The connections Burke made during the pandemic—and everything he feared he wouldn’t get back when he fell ill His views on cooking changed. “I look at food differently. And I’m more intentional with what I’m cooking.” When Burke finally regained consciousness, he recounted his childhood meals as well as recipes he discovered through his new family. “How do I incorporate them and their stories into my work?” for inspiration, Burke turns to queer potlucks which started popping up in the 50s, Mainly organized by gay communities To connect and organize when other spaces did not welcome them. “People were making food out of their blood families that they no longer talk about, but that food is so important to them that it needs to be shared and passed on. When people ask what is weird food, I say, ‘It’s not a solid thing. It’s the makeup of many things. Like the queer community, it’s the spectrum.'”

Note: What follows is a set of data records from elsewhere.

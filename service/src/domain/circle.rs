//! [`Circle`] definitions.

use common::define_kind;
use derive_more::{AsRef, Display, From, FromStr, Into};
#[cfg(feature = "postgres")]
use postgres_types::{FromSql, ToSql};
use serde::{Deserialize, Serialize};
use uuid::Uuid;

/// Vendor booth selling [`Item`]s at the event.
///
/// [`Item`]: crate::domain::Item
#[derive(Clone, Debug, Eq, PartialEq)]
pub struct Circle {
    /// ID of this [`Circle`].
    pub id: Id,

    /// [`Name`] of this [`Circle`].
    pub name: Name,

    /// [`Day`] this [`Circle`] operates on.
    pub day: Day,

    /// [`Wing`] this [`Circle`] is located in.
    pub wing: Wing,

    /// [`Place`] of this [`Circle`] inside its [`Wing`].
    pub place: Place,

    /// Indicator whether this [`Circle`] is soft-deleted.
    ///
    /// Deleted [`Circle`]s are kept for the [`Item`]s still referencing them,
    /// but excluded from the catalog.
    ///
    /// [`Item`]: crate::domain::Item
    pub deleted: bool,
}

impl Circle {
    /// Returns the human-readable location of this [`Circle`], like
    /// `1日目 西 ま42b`.
    #[must_use]
    pub fn location_label(&self) -> String {
        format!("{} {} {}", self.day.label(), self.wing.label(), self.place)
    }
}

/// ID of a [`Circle`].
#[derive(
    Clone,
    Copy,
    Debug,
    Default,
    Deserialize,
    Display,
    Eq,
    From,
    FromStr,
    Hash,
    Into,
    PartialEq,
    Serialize,
)]
#[cfg_attr(feature = "postgres", derive(ToSql, FromSql), postgres(transparent))]
pub struct Id(Uuid);

impl Id {
    /// Creates a new random [`Id`].
    #[must_use]
    pub fn new() -> Self {
        Self(Uuid::new_v4())
    }
}

/// Name of a [`Circle`].
#[derive(
    AsRef, Clone, Debug, Display, Eq, From, FromStr, Hash, Into, PartialEq,
)]
#[as_ref(str)]
#[from(&str, String)]
#[cfg_attr(feature = "postgres", derive(FromSql, ToSql), postgres(transparent))]
pub struct Name(String);

/// Booth code of a [`Circle`], like `ま42b`.
#[derive(
    AsRef, Clone, Debug, Display, Eq, From, FromStr, Hash, Into, PartialEq,
)]
#[as_ref(str)]
#[from(&str, String)]
#[cfg_attr(feature = "postgres", derive(FromSql, ToSql), postgres(transparent))]
pub struct Place(String);

define_kind! {
    #[doc = "Day of the event a [`Circle`] operates on."]
    enum Day {
        #[doc = "First day of the event."]
        #[label = "1日目"]
        First = 1,

        #[doc = "Second day of the event."]
        #[label = "2日目"]
        Second = 2,
    }
}

define_kind! {
    #[doc = "Building section of the venue a [`Circle`] is located in."]
    enum Wing {
        #[doc = "West wing."]
        #[label = "西"]
        West = 1,

        #[doc = "East wing."]
        #[label = "東"]
        East = 2,

        #[doc = "South wing."]
        #[label = "南"]
        South = 3,
    }
}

Instead of being left at the kitchen door, it is now part of Burke’s cooking process. This change happened, in large part, after Burke’s move away from the professional kitchen. “Since becoming a parent and leaving the restaurant world, I’ve really learned more about myself as someone,” he says. “I am so much more appreciative of my strange identity and embracing it. I talk about it a lot and I really lean into it. I used to be like, ‘Oh, I don’t want to be a gay chef.’ But I think there was pressure from these heterosexual, cisgender, male-run places to suppress my identity. He wants these cycles of separation to end, and it starts at home, with his child. “We can equip him with the ability to be strong and stand up for what’s right and not be shaken by any hatred, because that’s what he’s going to do,” Burke says. “It is our responsibility to give him the tools to be able to stand up for himself and his family.”
Compared to the way he once walked through a restaurant kitchen, Burke’s clarity and confidence are almost unrecognizable. “I was mean and cold. I just shut off all emotions and became the person people were afraid of because they couldn’t read me,” he wrote in his Eater essay. “Instead of changing the culture of the workplace, I contributed to its dysfunction.” Burke has not given up on the idea that the restaurant is, at its core, a place for “respite and restoration.” He used his distance from the restaurant to question how the industry treated him. And how failed others in their situation. “How can we create a space that welcomes anyone and everyone in a safe environment?” he asks. The question goes beyond him and his immediate community, to many kitchens. where queer people, people of color and women still do not feel safe and are not treated with respect.” How do we show that we can come from many different walks of life, But can we be there for each other?”
crush rush is a photojournalist based in South Carolina.